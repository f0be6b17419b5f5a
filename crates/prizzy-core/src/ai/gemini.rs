use reqwest::Client;
use serde::{Deserialize, Serialize};
use anyhow::{Result, anyhow};
use tracing::{debug, info};

use crate::mentor::{MentorRequest, MentorService, Turn, SYSTEM_INSTRUCTION};

pub const DEFAULT_MODEL: &str = "gemini-2.5-flash";
pub const DEFAULT_BASE_URL: &str = "https://generativelanguage.googleapis.com";

#[derive(Serialize, Deserialize, Debug, PartialEq)]
struct GeminiPart {
    text: String,
}

#[derive(Serialize, Debug)]
struct GeminiContent {
    role: String,
    parts: Vec<GeminiPart>,
}

#[derive(Serialize, Debug)]
struct GeminiSystemInstruction {
    parts: Vec<GeminiPart>,
}

#[derive(Serialize, Debug)]
#[serde(rename_all = "camelCase")]
struct GeminiRequest {
    system_instruction: GeminiSystemInstruction,
    contents: Vec<GeminiContent>,
}

#[derive(Deserialize, Debug)]
struct GeminiCandidateContent {
    #[serde(default)]
    parts: Vec<GeminiPart>,
}

#[derive(Deserialize, Debug)]
struct GeminiCandidate {
    content: Option<GeminiCandidateContent>,
}

#[derive(Deserialize, Debug)]
struct GeminiResponse {
    #[serde(default)]
    candidates: Vec<GeminiCandidate>,
}

impl GeminiContent {
    fn from_turn(turn: &Turn) -> Self {
        Self {
            role: turn.role.to_string(),
            parts: vec![GeminiPart { text: turn.text.clone() }],
        }
    }
}

impl GeminiRequest {
    fn new(request: &MentorRequest) -> Self {
        let mut contents: Vec<GeminiContent> =
            request.history.iter().map(GeminiContent::from_turn).collect();
        contents.push(GeminiContent {
            role: "user".to_string(),
            parts: vec![GeminiPart { text: request.message.clone() }],
        });

        Self {
            system_instruction: GeminiSystemInstruction {
                parts: vec![GeminiPart { text: SYSTEM_INSTRUCTION.to_string() }],
            },
            contents,
        }
    }
}

impl GeminiResponse {
    fn into_text(self) -> Result<String> {
        let candidate = self
            .candidates
            .into_iter()
            .next()
            .ok_or_else(|| anyhow!("Gemini returned no candidates"))?;

        let text: String = candidate
            .content
            .map(|c| c.parts.into_iter().map(|p| p.text).collect())
            .unwrap_or_default();

        if text.is_empty() {
            return Err(anyhow!("Gemini returned an empty reply"));
        }
        Ok(text)
    }
}

#[derive(Clone)]
pub struct GeminiClient {
    client: Client,
    api_key: Option<String>,
    model: String,
    base_url: String,
}

impl GeminiClient {
    /// A client with no key still constructs; every call then fails.
    pub fn new(api_key: Option<&str>, model: &str, base_url: &str) -> Self {
        Self {
            client: Client::new(),
            api_key: api_key.map(str::to_string),
            model: model.to_string(),
            base_url: base_url.trim_end_matches('/').to_string(),
        }
    }

    pub fn model(&self) -> &str {
        &self.model
    }

    pub fn has_api_key(&self) -> bool {
        self.api_key.is_some()
    }

    fn endpoint(&self) -> String {
        format!("{}/v1beta/models/{}:generateContent", self.base_url, self.model)
    }

    pub async fn query(&self, request: &MentorRequest) -> Result<String> {
        let api_key = self
            .api_key
            .as_deref()
            .ok_or_else(|| anyhow!("Gemini API key not configured"))?;

        debug!(model = %self.model, turns = request.history.len(), "Sending mentor request");

        let response = self.client
            .post(self.endpoint())
            .header("x-goog-api-key", api_key)
            .header("content-type", "application/json")
            .json(&GeminiRequest::new(request))
            .send()
            .await?;

        if !response.status().is_success() {
            let status = response.status();
            let text = response.text().await.unwrap_or_default();
            return Err(anyhow!("Gemini API error {}: {}", status, text));
        }

        let gemini_response: GeminiResponse = response.json().await?;
        let text = gemini_response.into_text()?;
        info!(model = %self.model, chars = text.len(), "Mentor reply received");
        Ok(text)
    }
}

impl MentorService for GeminiClient {
    async fn generate(&self, request: &MentorRequest) -> Result<String> {
        self.query(request).await
    }
}

#[cfg(test)]
mod tests {
    use super::*;
    use serde_json::json;

    fn request() -> MentorRequest {
        MentorRequest {
            history: vec![
                Turn { role: "model", text: "Hello!".to_string() },
                Turn { role: "user", text: "What is a pip?".to_string() },
                Turn { role: "model", text: "A price increment.".to_string() },
            ],
            message: "And a lot?".to_string(),
        }
    }

    #[test]
    fn test_request_body_shape() {
        let body = serde_json::to_value(GeminiRequest::new(&request())).unwrap();

        assert_eq!(body["systemInstruction"]["parts"][0]["text"], SYSTEM_INSTRUCTION);
        assert_eq!(
            body["contents"],
            json!([
                {"role": "model", "parts": [{"text": "Hello!"}]},
                {"role": "user", "parts": [{"text": "What is a pip?"}]},
                {"role": "model", "parts": [{"text": "A price increment."}]},
                {"role": "user", "parts": [{"text": "And a lot?"}]},
            ])
        );
    }

    #[test]
    fn test_response_text_joins_parts() {
        let response: GeminiResponse = serde_json::from_value(json!({
            "candidates": [
                {"content": {"role": "model", "parts": [{"text": "A lot is "}, {"text": "100,000 units."}]}},
                {"content": {"role": "model", "parts": [{"text": "ignored"}]}}
            ]
        }))
        .unwrap();
        assert_eq!(response.into_text().unwrap(), "A lot is 100,000 units.");
    }

    #[test]
    fn test_response_without_text_is_an_error() {
        let empty: GeminiResponse = serde_json::from_value(json!({})).unwrap();
        assert!(empty.into_text().is_err());

        let blocked: GeminiResponse =
            serde_json::from_value(json!({"candidates": [{"finishReason": "SAFETY"}]})).unwrap();
        assert!(blocked.into_text().is_err());
    }

    #[test]
    fn test_endpoint() {
        let client = GeminiClient::new(Some("k"), DEFAULT_MODEL, "http://localhost:8080/");
        assert_eq!(
            client.endpoint(),
            "http://localhost:8080/v1beta/models/gemini-2.5-flash:generateContent"
        );
    }

    #[tokio::test]
    async fn test_missing_key_fails_without_network() {
        let client = GeminiClient::new(None, DEFAULT_MODEL, DEFAULT_BASE_URL);
        assert!(!client.has_api_key());
        let err = client.generate(&request()).await.unwrap_err();
        assert!(err.to_string().contains("API key"));
    }
}
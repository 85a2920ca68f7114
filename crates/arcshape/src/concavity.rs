//! Interior "concavity" point of a triplet.
//!
//! The candidate sits on the center angle at a reduced radius
//! `r′ = r·U(0.1, 0.91)`. If the oriented vertex angle at the candidate,
//! between the edges to the left and right boundary points, is `≥ π`, the
//! candidate is replaced by the origin. There is no retry.

use crate::angle::{point_on_circle, signed_vertex_angle};
use crate::cfg::{RADIUS_FRAC_MAX, RADIUS_FRAC_MIN};
use crate::sampler::uniform;
use nalgebra::Vector2;
use rand::Rng;
use std::f64::consts::PI;

/// Resolved interior point plus the quantities that decided it.
#[derive(Clone, Copy, Debug, PartialEq)]
pub struct Concavity {
    /// Candidate, or the origin when `snapped`.
    pub point: Vector2<f64>,
    /// Oriented angle at the candidate, in `[0, 2π)`.
    pub vertex_angle: f64,
    /// Distance of the candidate from the origin.
    pub reduced_radius: f64,
    pub snapped: bool,
}

/// Apply the validity rule to a fixed candidate.
pub fn snap_reflex(
    candidate: Vector2<f64>,
    left: Vector2<f64>,
    right: Vector2<f64>,
) -> Concavity {
    let vertex_angle = signed_vertex_angle(left, candidate, right);
    let snapped = vertex_angle >= PI;
    Concavity {
        point: if snapped { Vector2::zeros() } else { candidate },
        vertex_angle,
        reduced_radius: candidate.norm(),
        snapped,
    }
}

/// Sample the reduced radius and resolve the interior point at angle `center`.
pub fn resolve_center<R: Rng>(
    rng: &mut R,
    center: f64,
    left: Vector2<f64>,
    right: Vector2<f64>,
    radius: f64,
) -> Concavity {
    let r_prime = radius * uniform(rng, RADIUS_FRAC_MIN, RADIUS_FRAC_MAX);
    snap_reflex(point_on_circle(center, r_prime), left, right)
}
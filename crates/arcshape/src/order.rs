//! Renderer-side helpers: image-grid transform and draw-order chaining.
//!
//! Triplets come out of the generator in generation order and unit-circle
//! coordinates. Renderers usually want image coordinates (y pointing down)
//! and an order in which consecutive triplets are close to each other.

use crate::triplets::Triplet;
use nalgebra::Vector2;

/// Affine map from circle space to image-grid space: `(x·s + o, −y·s + o)`.
#[derive(Clone, Copy, Debug)]
pub struct GridCfg {
    pub scale: f64,
    pub offset: f64,
}

impl Default for GridCfg {
    fn default() -> Self {
        Self {
            scale: 200.0,
            offset: 256.0,
        }
    }
}

#[inline]
fn grid_point(p: Vector2<f64>, g: GridCfg) -> Vector2<f64> {
    Vector2::new(p.x * g.scale + g.offset, -p.y * g.scale + g.offset)
}

/// Map all three points of `t` into grid space.
pub fn to_grid(t: &Triplet, g: GridCfg) -> Triplet {
    Triplet {
        left: grid_point(t.left, g),
        center: grid_point(t.center, g),
        right: grid_point(t.right, g),
    }
}

/// Greedy nearest-neighbor chain.
///
/// Starts at `triplets[0]`, then repeatedly appends the remaining triplet
/// whose `left` point is closest to the `right` point of the last appended
/// one. Ties go to the earliest remaining triplet.
pub fn chain_nearest(triplets: &[Triplet]) -> Vec<Triplet> {
    let mut out = Vec::with_capacity(triplets.len());
    if triplets.is_empty() {
        return out;
    }
    let mut remaining: Vec<usize> = (1..triplets.len()).collect();
    let mut last = triplets[0];
    out.push(last);
    while !remaining.is_empty() {
        let mut best = 0;
        let mut best_d = f64::INFINITY;
        for (k, &i) in remaining.iter().enumerate() {
            let d = (triplets[i].left - last.right).norm();
            if d < best_d {
                best = k;
                best_d = d;
            }
        }
        last = triplets[remaining.remove(best)];
        out.push(last);
    }
    out
}
//! Arc partitioning on a circle and concavity triplets for procedural shapes.
//!
//! Pipeline
//! - `arcs`: claimed-arc bookkeeping and largest-gap selection.
//! - `sampler`: center and neighbor angles inside a chosen gap.
//! - `concavity`: interior point at a reduced radius, snapped to the origin when reflex.
//! - `triplets`: the generation loop (`generate_with`, `generate_triplets`, `draw_generation`).
//! - `order`: renderer-side helpers (grid transform, nearest-neighbor chaining).
//!
//! Randomness is always an explicit `Rng` handle passed by the caller.
//! Nothing reads process-wide random state.
//!
//! API Policy
//! - This crate is project-internal. There is no stable public API.
//! - `api` is the curated surface for the CLI and benches.

pub mod angle;
pub mod api;
pub mod arcs;
pub mod cfg;
pub mod concavity;
pub mod order;
pub mod sampler;
pub mod triplets;

/// Library version string.
pub const VERSION: &str = env!("CARGO_PKG_VERSION");

pub use nalgebra::Vector2 as Vec2;

/// Common exports for quick imports in callers.
pub mod prelude {
    pub use crate::angle::{point_on_circle, signed_vertex_angle};
    pub use crate::arcs::{largest_available_arc, Arc, ArcPool};
    pub use crate::order::{chain_nearest, to_grid, GridCfg};
    pub use crate::triplets::{
        draw_generation, generate_triplets, generate_with, GenCfg, GenError, Generation,
        PointCount, ReplayToken, Spacing, Status, Triplet,
    };
    pub use nalgebra::Vector2 as Vec2;
}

**EXERCISE**
Your answer should consist solely of the lines above from the line with "the remaining triplet" to the line with "let mut last = triplets[0];", both included, reproduced exactly.

**ANSWER BOX**
/// Starts at `triplets[0]`, then repeatedly appends the remaining triplet
/// whose `left` point is closest to the `right` point of the last appended
/// one. Ties go to the earliest remaining triplet.
pub fn chain_nearest(triplets: &[Triplet]) -> Vec<Triplet> {
    let mut out = Vec::with_capacity(triplets.len());
    if triplets.is_empty() {
        return out;
    }
    let mut remaining: Vec<usize> = (1..triplets.len()).collect();
    let mut last = triplets[0];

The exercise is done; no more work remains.